=== Section Start ===

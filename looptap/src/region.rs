//! Bounding box of a same-colored region grown from a seed.

use crate::{
    frame::GameFrame,
    types::{Pixel, Rect, Size},
};

#[derive(Debug, Clone, Copy, PartialEq, Eq)]
pub enum Growth {
    Grown(Rect),
    Unchanged,
}

impl Growth {
    pub fn rect(self, seed: Rect) -> Rect {
        match self {
            Growth::Grown(rect) => rect,
            Growth::Unchanged => seed,
        }
    }
}

fn row_contains<F: GameFrame + ?Sized>(frame: &F, y: i32, x0: i32, x1: i32, color: Pixel) -> bool {
    (x0..x1).any(|x| frame.pixel(x, y) == color)
}

fn column_contains<F: GameFrame + ?Sized>(
    frame: &F,
    x: i32,
    y0: i32,
    y1: i32,
    color: Pixel,
) -> bool {
    (y0..y1).any(|y| frame.pixel(x, y) == color)
}

/// Pushes each side of `seed` outward one pixel at a time for as long as the
/// new outermost row or column still holds at least one `color` pixel within
/// the current span of the other axis. Sides are tried independently and the
/// passes repeat until nothing moves.
///
/// This is a per-axis approximation of a flood fill. A thin line of `color`
/// touching the box edge is enough to pull the box into a neighbouring region.
pub fn find_color_bounds<F: GameFrame + ?Sized>(
    frame: &F,
    seed: Rect,
    color: Pixel,
    bounds: Size,
) -> Growth {
    let mut r = seed;
    loop {
        let before = r;

        r.x0 = (r.x0 - 1).max(0);
        if r.x0 != before.x0 && !column_contains(frame, r.x0, r.y0, r.y1, color) {
            r.x0 = before.x0;
        }

        r.y0 = (r.y0 - 1).max(0);
        if r.y0 != before.y0 && !row_contains(frame, r.y0, r.x0, r.x1, color) {
            r.y0 = before.y0;
        }

        r.x1 = (r.x1 + 1).min(bounds.width);
        if r.x1 != before.x1 && !column_contains(frame, r.x1 - 1, r.y0, r.y1, color) {
            r.x1 = before.x1;
        }

        r.y1 = (r.y1 + 1).min(bounds.height);
        if r.y1 != before.y1 && !row_contains(frame, r.y1 - 1, r.x0, r.x1, color) {
            r.y1 = before.y1;
        }

        if r == before {
            break;
        }
    }

    if r == seed {
        Growth::Unchanged
    } else {
        Growth::Grown(r)
    }
}
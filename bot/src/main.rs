mod session;

use {
    anyhow::Context as _,
    clap::{Parser, Subcommand},
    looptap::{GameConfig, Pixel},
    std::{path::PathBuf, time::Duration},
    tracing_subscriber::{filter::LevelFilter, EnvFilter},
};

#[derive(Parser)]
pub struct Args {
    /// JSON file with game settings. Flags below override it.
    #[clap(long, global = true)]
    pub config: Option<PathBuf>,
    /// Minimum number of frames between two fire actions.
    #[clap(long, global = true)]
    pub deadzone_frames: Option<u64>,
    /// Sleep between frames, in milliseconds.
    #[clap(long, global = true, default_value_t = 1)]
    pub interval_ms: u64,
    /// Background color of the playing field, as `#rrggbb`.
    #[clap(long, global = true)]
    pub field_color: Option<Pixel>,
    /// Color of the ball, as `#rrggbb`.
    #[clap(long, global = true)]
    pub ball_color: Option<Pixel>,
    /// Where to save the screenshot if no ball is found at startup.
    #[clap(long, global = true)]
    pub proof_path: Option<PathBuf>,
    #[clap(subcommand)]
    pub command: Command,
}

#[derive(Subcommand)]
pub enum Command {
    /// Play on the live screen.
    Play,
    /// Run the player over a directory of PNG frames.
    Replay {
        dir: PathBuf,
        /// Print stats as JSON.
        #[clap(long)]
        json: bool,
        /// Simulated seconds between two frames.
        #[clap(long, default_value_t = 0)]
        secs_per_frame: i64,
    },
}

impl Args {
    fn game_config(&self) -> anyhow::Result<GameConfig> {
        let mut config = match &self.config {
            Some(path) => GameConfig::load(path)
                .with_context(|| format!("failed to load config from {:?}", path.display()))?,
            None => GameConfig::new(),
        };
        if let Some(frames) = self.deadzone_frames {
            config = config.with_deadzone_frames(frames);
        }
        if let Some(color) = self.field_color {
            config = config.with_field_color(color);
        }
        if let Some(color) = self.ball_color {
            config = config.with_ball_color(color);
        }
        if let Some(path) = &self.proof_path {
            config = config.with_proof_path(path.clone());
        }
        Ok(config)
    }
}

pub fn main() -> anyhow::Result<()> {
    let args = Args::parse();

    tracing_subscriber::fmt::fmt()
        .with_env_filter(
            EnvFilter::builder()
                .with_default_directive(LevelFilter::INFO.into())
                .from_env()?,
        )
        .init();

    let config = args.game_config()?;
    let interval = Duration::from_millis(args.interval_ms);
    match args.command {
        Command::Play => session::play(config, interval),
        Command::Replay {
            dir,
            json,
            secs_per_frame,
        } => {
            let stats = session::replay(config, &dir, secs_per_frame)?;
            if json {
                println!("{}", serde_json::to_string_pretty(&stats)?);
            } else {
                println!("{stats:?}");
            }
            Ok(())
        }
    }
}
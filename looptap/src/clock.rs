use std::{cell::Cell, rc::Rc};

/// Wall clock with whole-second resolution.
pub trait Clock {
    fn now_secs(&self) -> i64;
}

#[derive(Debug, Clone, Copy, Default)]
pub struct SystemClock;

impl Clock for SystemClock {
    fn now_secs(&self) -> i64 {
        chrono::Utc::now().timestamp()
    }
}

/// Clock that only moves when told to. Clones share the same time.
#[derive(Debug, Clone, Default)]
pub struct ManualClock(Rc<Cell<i64>>);

impl ManualClock {
    pub fn new(secs: i64) -> Self {
        Self(Rc::new(Cell::new(secs)))
    }

    pub fn set(&self, secs: i64) {
        self.0.set(secs);
    }

    pub fn advance(&self, secs: i64) {
        self.0.set(self.0.get() + secs);
    }
}

impl Clock for ManualClock {
    fn now_secs(&self) -> i64 {
        self.0.get()
    }
}

#[cfg(test)]
mod tests {
    use super::*;

    #[test]
    fn manual_clock_is_shared() {
        let clock = ManualClock::new(10);
        let other = clock.clone();
        other.advance(3);
        assert_eq!(clock.now_secs(), 13);
        clock.set(1);
        assert_eq!(other.now_secs(), 1);
    }
}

=== Section End ===

Go through the listing above and pull out each line containing the word "rrggbb".

    /// Background color of the playing field, as `#rrggbb`.
    /// Color of the ball, as `#rrggbb`.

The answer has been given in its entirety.